■ **TASK TO CARRY OUT**: Below are records; count the lines that contain "common" and give only the total.

■ **INPUT DATA**:
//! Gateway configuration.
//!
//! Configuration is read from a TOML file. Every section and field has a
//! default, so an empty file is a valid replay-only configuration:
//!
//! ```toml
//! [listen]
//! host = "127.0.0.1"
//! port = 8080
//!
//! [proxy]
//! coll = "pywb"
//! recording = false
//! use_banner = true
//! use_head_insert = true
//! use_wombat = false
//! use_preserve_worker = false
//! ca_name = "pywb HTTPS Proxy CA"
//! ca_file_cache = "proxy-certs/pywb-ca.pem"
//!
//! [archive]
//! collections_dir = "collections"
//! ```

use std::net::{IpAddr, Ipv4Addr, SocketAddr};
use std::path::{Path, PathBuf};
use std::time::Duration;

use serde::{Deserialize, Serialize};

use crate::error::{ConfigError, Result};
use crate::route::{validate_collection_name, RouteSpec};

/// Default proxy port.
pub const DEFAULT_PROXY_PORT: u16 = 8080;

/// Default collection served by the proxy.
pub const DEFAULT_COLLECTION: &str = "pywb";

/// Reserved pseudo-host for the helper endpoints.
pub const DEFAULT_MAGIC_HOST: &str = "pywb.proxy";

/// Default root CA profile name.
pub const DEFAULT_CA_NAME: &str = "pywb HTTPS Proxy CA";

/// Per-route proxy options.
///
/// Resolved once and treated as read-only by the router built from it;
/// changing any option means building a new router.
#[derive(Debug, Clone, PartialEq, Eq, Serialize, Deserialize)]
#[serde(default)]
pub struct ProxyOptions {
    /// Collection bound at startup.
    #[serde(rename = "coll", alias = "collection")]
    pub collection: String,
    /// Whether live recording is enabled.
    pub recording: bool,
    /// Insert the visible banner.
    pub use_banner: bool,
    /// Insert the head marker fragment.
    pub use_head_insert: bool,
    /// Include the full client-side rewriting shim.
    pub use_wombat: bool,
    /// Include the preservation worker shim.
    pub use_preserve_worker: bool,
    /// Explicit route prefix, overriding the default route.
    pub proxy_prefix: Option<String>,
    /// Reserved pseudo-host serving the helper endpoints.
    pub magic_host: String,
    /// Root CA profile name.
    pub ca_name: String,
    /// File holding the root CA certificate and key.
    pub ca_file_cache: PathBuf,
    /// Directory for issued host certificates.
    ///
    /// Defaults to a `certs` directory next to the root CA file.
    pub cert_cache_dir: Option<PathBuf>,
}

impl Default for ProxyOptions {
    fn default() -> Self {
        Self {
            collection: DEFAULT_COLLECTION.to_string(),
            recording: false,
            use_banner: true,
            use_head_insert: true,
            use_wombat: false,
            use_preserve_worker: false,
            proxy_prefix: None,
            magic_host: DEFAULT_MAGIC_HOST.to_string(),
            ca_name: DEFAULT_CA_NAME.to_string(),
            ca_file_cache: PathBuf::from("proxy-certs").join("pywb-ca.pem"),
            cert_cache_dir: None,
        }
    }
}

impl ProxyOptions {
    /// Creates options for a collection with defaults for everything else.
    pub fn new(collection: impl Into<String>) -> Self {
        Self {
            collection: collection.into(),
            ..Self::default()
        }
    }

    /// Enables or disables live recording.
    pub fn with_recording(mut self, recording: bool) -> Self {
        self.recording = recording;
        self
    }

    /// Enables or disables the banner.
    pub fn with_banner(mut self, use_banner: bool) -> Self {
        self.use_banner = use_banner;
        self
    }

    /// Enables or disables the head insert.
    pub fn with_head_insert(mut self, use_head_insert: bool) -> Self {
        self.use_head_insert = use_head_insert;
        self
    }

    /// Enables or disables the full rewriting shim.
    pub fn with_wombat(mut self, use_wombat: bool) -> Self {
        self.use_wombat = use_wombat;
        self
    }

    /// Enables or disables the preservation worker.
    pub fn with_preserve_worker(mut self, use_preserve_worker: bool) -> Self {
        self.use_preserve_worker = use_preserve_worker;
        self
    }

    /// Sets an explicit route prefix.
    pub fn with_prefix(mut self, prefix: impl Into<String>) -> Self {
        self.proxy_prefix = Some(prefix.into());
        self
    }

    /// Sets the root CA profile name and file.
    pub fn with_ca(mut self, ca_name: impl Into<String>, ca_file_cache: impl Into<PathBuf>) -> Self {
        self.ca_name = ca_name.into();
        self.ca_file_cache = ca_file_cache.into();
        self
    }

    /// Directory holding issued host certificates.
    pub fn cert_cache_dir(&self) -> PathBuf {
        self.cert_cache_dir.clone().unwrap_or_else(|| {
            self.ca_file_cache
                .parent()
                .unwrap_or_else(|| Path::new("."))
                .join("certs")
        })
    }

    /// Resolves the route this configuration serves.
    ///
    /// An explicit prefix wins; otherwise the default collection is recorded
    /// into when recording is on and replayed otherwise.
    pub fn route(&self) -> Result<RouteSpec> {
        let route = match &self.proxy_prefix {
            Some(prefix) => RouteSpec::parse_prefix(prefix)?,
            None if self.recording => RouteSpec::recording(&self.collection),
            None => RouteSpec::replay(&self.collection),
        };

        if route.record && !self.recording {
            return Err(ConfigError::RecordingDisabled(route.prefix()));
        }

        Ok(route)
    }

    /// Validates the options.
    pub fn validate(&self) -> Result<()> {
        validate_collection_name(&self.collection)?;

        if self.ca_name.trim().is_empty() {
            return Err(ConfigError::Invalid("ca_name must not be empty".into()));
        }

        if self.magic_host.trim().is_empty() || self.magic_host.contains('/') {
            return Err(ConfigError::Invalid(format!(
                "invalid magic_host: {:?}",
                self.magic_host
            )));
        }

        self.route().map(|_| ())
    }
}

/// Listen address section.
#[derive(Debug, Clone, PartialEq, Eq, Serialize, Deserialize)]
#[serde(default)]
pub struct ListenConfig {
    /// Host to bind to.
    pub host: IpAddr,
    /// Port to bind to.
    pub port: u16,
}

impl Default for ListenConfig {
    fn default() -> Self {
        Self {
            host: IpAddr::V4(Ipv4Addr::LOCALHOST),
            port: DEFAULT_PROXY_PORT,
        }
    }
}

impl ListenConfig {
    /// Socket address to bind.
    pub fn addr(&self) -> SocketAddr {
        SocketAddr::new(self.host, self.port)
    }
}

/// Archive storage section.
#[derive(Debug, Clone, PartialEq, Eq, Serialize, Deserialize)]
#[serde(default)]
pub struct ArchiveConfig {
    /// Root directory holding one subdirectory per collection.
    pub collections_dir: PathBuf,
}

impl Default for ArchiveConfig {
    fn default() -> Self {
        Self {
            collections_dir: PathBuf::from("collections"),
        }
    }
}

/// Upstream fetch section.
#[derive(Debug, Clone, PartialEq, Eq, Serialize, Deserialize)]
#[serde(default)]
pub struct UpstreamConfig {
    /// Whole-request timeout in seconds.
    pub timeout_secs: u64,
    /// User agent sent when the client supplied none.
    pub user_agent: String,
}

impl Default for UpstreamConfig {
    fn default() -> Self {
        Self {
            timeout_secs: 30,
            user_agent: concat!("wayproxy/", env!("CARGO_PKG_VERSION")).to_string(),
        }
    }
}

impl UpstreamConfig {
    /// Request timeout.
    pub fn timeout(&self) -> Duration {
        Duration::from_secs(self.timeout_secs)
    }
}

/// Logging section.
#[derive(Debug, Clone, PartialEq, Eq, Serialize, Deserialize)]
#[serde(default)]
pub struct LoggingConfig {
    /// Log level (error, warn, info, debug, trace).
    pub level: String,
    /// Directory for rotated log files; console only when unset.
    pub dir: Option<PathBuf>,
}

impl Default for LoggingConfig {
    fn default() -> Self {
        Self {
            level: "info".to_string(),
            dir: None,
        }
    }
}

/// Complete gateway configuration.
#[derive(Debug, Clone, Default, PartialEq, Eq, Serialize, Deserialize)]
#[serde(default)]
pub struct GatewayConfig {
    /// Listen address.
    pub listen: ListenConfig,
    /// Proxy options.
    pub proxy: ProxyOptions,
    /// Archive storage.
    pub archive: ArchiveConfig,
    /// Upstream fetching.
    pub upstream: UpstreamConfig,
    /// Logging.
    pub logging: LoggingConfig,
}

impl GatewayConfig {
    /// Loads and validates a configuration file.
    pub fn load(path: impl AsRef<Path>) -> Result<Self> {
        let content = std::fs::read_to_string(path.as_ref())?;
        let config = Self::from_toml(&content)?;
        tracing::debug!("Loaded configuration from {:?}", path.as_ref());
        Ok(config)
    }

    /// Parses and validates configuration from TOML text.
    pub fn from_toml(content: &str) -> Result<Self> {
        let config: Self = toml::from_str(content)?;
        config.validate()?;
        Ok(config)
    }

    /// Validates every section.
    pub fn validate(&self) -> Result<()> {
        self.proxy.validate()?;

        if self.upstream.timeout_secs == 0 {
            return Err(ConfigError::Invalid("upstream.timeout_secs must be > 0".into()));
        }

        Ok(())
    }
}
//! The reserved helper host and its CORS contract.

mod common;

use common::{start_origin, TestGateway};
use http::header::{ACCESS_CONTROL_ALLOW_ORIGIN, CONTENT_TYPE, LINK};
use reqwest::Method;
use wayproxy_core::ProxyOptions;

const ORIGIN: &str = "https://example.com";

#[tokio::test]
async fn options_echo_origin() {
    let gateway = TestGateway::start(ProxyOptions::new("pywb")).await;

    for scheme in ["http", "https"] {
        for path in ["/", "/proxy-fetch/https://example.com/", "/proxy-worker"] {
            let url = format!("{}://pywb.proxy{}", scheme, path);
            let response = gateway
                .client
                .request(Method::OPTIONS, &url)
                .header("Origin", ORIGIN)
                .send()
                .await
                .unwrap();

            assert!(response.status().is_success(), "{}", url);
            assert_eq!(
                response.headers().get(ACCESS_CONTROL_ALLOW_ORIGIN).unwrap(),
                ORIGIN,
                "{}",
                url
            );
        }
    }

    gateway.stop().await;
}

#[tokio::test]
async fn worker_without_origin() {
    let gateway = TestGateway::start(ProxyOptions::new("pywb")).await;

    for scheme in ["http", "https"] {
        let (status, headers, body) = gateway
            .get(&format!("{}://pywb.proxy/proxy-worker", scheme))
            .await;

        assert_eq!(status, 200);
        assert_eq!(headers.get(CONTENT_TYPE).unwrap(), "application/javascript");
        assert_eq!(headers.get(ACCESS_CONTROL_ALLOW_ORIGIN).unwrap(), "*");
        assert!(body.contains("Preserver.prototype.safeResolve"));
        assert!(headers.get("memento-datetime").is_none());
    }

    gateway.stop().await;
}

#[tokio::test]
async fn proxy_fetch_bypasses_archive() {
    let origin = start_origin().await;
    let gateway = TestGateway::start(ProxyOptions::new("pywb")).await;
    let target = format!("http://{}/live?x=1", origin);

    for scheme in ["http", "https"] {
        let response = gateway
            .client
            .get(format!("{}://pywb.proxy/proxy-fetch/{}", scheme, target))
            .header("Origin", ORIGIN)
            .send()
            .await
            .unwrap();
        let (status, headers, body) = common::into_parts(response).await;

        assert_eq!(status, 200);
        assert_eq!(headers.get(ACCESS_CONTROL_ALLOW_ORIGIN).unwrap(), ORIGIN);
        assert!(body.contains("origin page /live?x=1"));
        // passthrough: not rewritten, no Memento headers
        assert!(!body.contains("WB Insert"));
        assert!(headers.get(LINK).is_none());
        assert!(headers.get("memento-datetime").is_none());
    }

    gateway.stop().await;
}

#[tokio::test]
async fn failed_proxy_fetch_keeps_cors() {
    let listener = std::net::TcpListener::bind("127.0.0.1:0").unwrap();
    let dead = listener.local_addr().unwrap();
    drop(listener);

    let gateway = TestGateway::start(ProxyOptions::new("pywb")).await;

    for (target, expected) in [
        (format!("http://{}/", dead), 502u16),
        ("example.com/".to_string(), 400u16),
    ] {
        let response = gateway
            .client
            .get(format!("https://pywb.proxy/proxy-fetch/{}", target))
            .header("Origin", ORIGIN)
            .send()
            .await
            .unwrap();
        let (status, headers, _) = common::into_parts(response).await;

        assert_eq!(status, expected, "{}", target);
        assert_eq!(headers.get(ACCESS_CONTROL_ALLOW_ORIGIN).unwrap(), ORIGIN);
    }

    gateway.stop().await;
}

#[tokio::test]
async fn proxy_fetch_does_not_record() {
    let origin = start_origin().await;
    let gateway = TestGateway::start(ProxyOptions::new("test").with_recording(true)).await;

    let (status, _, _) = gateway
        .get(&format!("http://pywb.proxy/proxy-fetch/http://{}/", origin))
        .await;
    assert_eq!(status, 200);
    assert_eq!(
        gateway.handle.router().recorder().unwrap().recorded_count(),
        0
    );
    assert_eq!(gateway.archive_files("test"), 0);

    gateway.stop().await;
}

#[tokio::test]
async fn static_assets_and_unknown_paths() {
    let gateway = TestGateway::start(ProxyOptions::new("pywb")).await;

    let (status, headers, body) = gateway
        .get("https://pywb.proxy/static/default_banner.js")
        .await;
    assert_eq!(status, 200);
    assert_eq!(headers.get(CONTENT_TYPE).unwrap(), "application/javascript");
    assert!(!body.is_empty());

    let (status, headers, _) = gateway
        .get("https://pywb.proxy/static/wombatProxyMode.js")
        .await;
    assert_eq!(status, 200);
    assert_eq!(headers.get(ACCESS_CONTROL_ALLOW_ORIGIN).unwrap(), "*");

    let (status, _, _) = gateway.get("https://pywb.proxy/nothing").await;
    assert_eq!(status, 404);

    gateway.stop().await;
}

■ **SOLUTION FOR THIS TASK**: 4